EXERCISE BRIEF
Start with the first line of the data and end with the line that holds "use crate::application::exchange::Exchange;"; write out each one exactly.

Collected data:
= Beginning of Section =

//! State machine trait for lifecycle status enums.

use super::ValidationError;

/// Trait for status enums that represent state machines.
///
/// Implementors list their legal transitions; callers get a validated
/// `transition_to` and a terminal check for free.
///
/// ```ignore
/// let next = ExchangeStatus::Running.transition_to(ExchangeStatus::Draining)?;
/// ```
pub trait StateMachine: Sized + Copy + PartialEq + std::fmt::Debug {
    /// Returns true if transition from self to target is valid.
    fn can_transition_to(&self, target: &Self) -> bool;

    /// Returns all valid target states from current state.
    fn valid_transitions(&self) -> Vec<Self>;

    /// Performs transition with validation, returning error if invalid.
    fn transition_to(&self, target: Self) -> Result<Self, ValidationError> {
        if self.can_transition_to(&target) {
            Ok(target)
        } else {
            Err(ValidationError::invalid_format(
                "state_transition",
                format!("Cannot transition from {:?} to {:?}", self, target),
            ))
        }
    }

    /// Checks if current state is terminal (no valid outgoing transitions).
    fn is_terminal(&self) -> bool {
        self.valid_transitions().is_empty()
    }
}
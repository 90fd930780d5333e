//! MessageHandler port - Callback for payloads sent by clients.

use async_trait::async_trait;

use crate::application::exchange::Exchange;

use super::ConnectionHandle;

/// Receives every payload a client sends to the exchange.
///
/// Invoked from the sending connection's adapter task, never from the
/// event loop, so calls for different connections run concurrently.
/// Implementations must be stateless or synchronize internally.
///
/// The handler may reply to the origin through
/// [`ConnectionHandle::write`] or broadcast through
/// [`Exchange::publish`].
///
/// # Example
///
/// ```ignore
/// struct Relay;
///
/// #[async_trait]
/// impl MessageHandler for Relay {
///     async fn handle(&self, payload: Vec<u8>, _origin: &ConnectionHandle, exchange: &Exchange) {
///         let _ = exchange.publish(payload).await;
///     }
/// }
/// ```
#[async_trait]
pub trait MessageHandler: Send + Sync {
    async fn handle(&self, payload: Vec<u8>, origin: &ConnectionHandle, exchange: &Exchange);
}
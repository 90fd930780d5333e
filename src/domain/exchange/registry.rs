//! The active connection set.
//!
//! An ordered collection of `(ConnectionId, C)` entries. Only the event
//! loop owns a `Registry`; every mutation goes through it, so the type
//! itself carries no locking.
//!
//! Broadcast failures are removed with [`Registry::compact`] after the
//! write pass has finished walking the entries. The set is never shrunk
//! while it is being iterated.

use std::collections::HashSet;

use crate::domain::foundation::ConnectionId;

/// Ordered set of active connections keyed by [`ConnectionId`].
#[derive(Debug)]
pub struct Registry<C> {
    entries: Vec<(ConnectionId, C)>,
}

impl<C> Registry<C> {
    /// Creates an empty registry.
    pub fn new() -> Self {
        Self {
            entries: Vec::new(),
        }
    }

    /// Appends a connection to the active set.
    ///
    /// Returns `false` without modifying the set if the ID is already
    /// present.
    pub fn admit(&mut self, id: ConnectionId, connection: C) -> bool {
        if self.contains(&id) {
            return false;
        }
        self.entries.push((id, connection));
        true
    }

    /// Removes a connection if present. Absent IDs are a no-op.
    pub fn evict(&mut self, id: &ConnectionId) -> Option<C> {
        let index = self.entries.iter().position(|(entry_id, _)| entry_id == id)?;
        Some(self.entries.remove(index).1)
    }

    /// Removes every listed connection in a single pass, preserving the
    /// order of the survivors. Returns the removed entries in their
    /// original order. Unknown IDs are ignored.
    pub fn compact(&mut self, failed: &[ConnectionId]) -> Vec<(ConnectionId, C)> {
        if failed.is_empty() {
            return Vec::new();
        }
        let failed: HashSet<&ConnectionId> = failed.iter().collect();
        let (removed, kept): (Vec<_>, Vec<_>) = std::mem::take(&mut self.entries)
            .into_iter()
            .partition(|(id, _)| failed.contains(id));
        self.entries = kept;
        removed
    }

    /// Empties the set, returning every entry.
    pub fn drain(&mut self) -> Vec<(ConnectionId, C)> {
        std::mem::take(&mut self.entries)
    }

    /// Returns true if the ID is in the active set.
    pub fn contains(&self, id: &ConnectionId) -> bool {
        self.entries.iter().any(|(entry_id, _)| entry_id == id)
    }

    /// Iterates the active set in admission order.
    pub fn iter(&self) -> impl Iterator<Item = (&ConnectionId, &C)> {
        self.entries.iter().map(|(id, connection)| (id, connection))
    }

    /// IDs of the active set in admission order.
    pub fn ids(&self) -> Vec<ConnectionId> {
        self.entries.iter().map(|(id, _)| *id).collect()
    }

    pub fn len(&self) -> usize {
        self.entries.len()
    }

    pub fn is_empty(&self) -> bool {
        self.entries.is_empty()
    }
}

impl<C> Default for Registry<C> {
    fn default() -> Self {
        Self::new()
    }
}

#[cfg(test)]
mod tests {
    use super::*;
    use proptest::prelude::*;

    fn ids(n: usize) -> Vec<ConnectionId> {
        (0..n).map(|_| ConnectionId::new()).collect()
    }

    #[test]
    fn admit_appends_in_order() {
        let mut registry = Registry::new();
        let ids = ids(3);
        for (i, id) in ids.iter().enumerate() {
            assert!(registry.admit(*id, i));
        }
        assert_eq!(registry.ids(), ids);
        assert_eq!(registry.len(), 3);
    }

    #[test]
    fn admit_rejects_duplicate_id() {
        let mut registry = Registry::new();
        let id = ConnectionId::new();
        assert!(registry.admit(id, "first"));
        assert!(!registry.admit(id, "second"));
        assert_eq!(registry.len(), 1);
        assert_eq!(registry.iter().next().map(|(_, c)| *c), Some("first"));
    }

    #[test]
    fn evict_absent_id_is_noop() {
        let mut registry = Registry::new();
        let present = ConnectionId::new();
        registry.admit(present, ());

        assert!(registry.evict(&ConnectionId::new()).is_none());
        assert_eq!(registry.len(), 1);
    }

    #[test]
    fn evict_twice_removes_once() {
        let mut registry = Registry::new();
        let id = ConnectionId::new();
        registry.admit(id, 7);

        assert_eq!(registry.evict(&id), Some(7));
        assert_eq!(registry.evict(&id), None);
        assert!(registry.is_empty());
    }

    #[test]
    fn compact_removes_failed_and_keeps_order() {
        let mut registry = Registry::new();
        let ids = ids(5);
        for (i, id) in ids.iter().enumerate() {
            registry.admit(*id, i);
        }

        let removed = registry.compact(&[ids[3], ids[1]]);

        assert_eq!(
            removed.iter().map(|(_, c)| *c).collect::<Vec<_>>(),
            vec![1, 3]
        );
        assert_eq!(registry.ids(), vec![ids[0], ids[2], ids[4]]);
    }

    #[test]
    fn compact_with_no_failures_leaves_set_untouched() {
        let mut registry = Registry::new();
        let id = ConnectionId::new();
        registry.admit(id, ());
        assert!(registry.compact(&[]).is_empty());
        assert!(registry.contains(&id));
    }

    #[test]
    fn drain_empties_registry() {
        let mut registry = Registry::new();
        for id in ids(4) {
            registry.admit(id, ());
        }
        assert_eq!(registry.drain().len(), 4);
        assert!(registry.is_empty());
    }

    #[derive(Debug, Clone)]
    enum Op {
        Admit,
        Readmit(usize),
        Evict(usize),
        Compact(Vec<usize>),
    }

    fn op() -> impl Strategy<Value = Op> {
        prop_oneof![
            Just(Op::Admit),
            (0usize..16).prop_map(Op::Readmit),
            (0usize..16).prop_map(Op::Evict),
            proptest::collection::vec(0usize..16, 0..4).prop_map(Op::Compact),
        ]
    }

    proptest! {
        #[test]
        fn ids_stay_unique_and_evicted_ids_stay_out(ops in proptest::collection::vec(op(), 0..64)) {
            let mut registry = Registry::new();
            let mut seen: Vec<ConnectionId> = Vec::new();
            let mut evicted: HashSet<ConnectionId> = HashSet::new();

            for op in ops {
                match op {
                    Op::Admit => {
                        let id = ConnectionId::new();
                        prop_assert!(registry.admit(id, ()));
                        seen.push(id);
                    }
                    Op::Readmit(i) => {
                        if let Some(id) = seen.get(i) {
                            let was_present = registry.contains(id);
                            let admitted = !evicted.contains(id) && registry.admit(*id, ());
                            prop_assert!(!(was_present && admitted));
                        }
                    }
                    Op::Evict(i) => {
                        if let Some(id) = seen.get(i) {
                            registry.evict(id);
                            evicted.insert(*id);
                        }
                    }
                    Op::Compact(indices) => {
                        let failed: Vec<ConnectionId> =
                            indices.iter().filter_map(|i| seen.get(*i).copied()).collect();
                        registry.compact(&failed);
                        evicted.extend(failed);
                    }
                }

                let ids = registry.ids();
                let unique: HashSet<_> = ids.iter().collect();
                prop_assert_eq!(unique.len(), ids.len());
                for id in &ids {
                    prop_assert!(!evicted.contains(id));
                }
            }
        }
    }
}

= End of Section =

FINISHED EXERCISE
//! State machine trait for lifecycle status enums.

use super::ValidationError;

/// Trait for status enums that represent state machines.
///
/// Implementors list their legal transitions; callers get a validated
/// `transition_to` and a terminal check for free.
///
/// ```ignore
/// let next = ExchangeStatus::Running.transition_to(ExchangeStatus::Draining)?;
/// ```
pub trait StateMachine: Sized + Copy + PartialEq + std::fmt::Debug {
    /// Returns true if transition from self to target is valid.
    fn can_transition_to(&self, target: &Self) -> bool;

    /// Returns all valid target states from current state.
    fn valid_transitions(&self) -> Vec<Self>;

    /// Performs transition with validation, returning error if invalid.
    fn transition_to(&self, target: Self) -> Result<Self, ValidationError> {
        if self.can_transition_to(&target) {
            Ok(target)
        } else {
            Err(ValidationError::invalid_format(
                "state_transition",
                format!("Cannot transition from {:?} to {:?}", self, target),
            ))
        }
    }

    /// Checks if current state is terminal (no valid outgoing transitions).
    fn is_terminal(&self) -> bool {
        self.valid_transitions().is_empty()
    }
}
repository 90fd930780d5333e
//! MessageHandler port - Callback for payloads sent by clients.

use async_trait::async_trait;

use crate::application::exchange::Exchange;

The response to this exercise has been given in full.